KEBIJAKAN PENANAMAN MODAL DAN PELUANG INVESTASI

advertisement
B
O
K
S
Model Inflasi Harga Komoditas di Kota Padang
1. Latar Belakang
Inflasi merupakan suatu fenomena di mana terjadi kenaikan harga barang secara umum dan
berlangsung secara terus menerus. Dalam Boediono (1995), pengaruh inflasi dapat memiliki
dampak positif atau negatif tergantung seberapa parah atau tidaknya tingkat inflasi tersebut*. Inflasi
yang ringan atau moderat akan membuat perekonomian menjadi bergairah karena dapat mendorong
laju investasi yang kemudian membuka lapangan pekerjaan sehingga dapat mengurangi
pengangguran dan pada akhirnya mendorong pertumbuhan ekonomi. Sebaliknya, inflasi yang tidak
stabil akan menciptakan ketidakpasian bagi para pelaku ekonomi dalam mengambil keputusan
untuk melaksanakan konsumsi, investasi, dan produksi yang pada akhirnya akan menghambat
pertumbuhan ekonomi. Oleh sebab itu, pengendalian inflasi untuk mencapai kestabilan harga
barang dan jasa merupakan prasyarat penting dalam menciptakan kesejahteraan dan pertumbuhan
ekonomi jangka panjang.
Berdasarkan beberapa penelitian yang pernah dilakukan, dapat disimpulkan bahwa
pengendalian inflasi di daerah tidak cukup hanya melalui kebijakan moneter yang berskala nasional
seperti dengan penetapan BI-rate sebagai suku bunga acuan dengan tujuan menekan laju inflasi.

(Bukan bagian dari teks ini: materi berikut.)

//! Admin login.

use crate::error::{ErrorResponse, HttpAppError};
use crate::handlers::verify_login_credential;
use crate::state::AppState;
use axum::{extract::State, response::IntoResponse, Form, Json};
use licentra_core::models::UserRole;
use licentra_core::AppError;
use serde::{Deserialize, Serialize};
use std::sync::Arc;
use utoipa::ToSchema;

/// Form-encoded login body. The username field carries the admin email.
#[derive(Debug, Deserialize, ToSchema)]
pub struct AdminLoginForm {
    pub username: String,
    pub password: String,
}

#[derive(Debug, Serialize, ToSchema)]
pub struct AdminLoginResponse {
    pub success: bool,
    pub token: String,
    pub email: String,
    pub expires_in: i64,
}

#[utoipa::path(
    post,
    path = "/api/login",
    tag = "auth",
    request_body(content = AdminLoginForm, content_type = "application/x-www-form-urlencoded"),
    responses(
        (status = 200, description = "Login successful", body = AdminLoginResponse),
        (status = 401, description = "Invalid credentials", body = ErrorResponse)
    )
)]
#[tracing::instrument(skip(state, form))]
pub async fn admin_login(
    State(state): State<Arc<AppState>>,
    Form(form): Form<AdminLoginForm>,
) -> Result<impl IntoResponse, HttpAppError> {
    let principal = state
        .principals
        .get_by_email(&form.username)
        .await?
        .filter(|principal| principal.role == UserRole::Admin)
        .ok_or_else(|| AppError::Unauthorized("Invalid credentials".to_string()))?;

    verify_login_credential(&state, &principal, &form.password).await?;

    let token = state.tokens.issue(&principal.email, principal.role)?;

    tracing::info!(email = %principal.email, "Admin logged in");

    Ok(Json(AdminLoginResponse {
        success: true,
        token,
        email: principal.email,
        expires_in: state.tokens.expires_in_secs(),
    }))
}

Sebagaimana diketahui, inflasi nasional pada dasarnya merupakan gabungan dari inflasi di seluruh
daerah. Permasalahan inflasi daerah yang sebagian besar bersifat non-moneter membutuhkan
koordinasi yang baik antara Bank Indonesia dengan Pemerintah Daerah melalui dinas atau instansi
terkait.
Tujuan dari penelitian ini adalah untuk mengetahui komoditas apa saja yang secara
signifikan mempengaruhi laju inflasi kota Padang dengan memanfaatkan data monitoring
pergerakan harga dari Biro Perekonomian Sumatera Barat. Setelah didapatkan komoditas yang
dimaksud selanjutnya akan dibentuk sebuah model regresi berganda yang dapat digunakan untuk
memperkirakan besarnya tingkat inflasi atau deflasi yang akan terjadi pada bulan yang
bersangkutan.
Jenis data yang digunakan dalam studi ini adalah data sekunder yang merupakan data harga
bulanan dari beberapa komoditas yang diperkirakan menjadi penyumbang inflasi di kota Padang
mulai periode 2003:1 sampai 2008:12. Komoditas yang dimaksud adalah beras, cabe merah, telur
ayam ras, gula pasir, tepung terigu, minyak goreng curah, ayam ras, daging sapi, minyak tanah,
emas dan semen. Untuk membangun model regresi berganda maka langkah awal yang
dilakukan adalah menentukan variable dependen dan independen yang akan digunakan.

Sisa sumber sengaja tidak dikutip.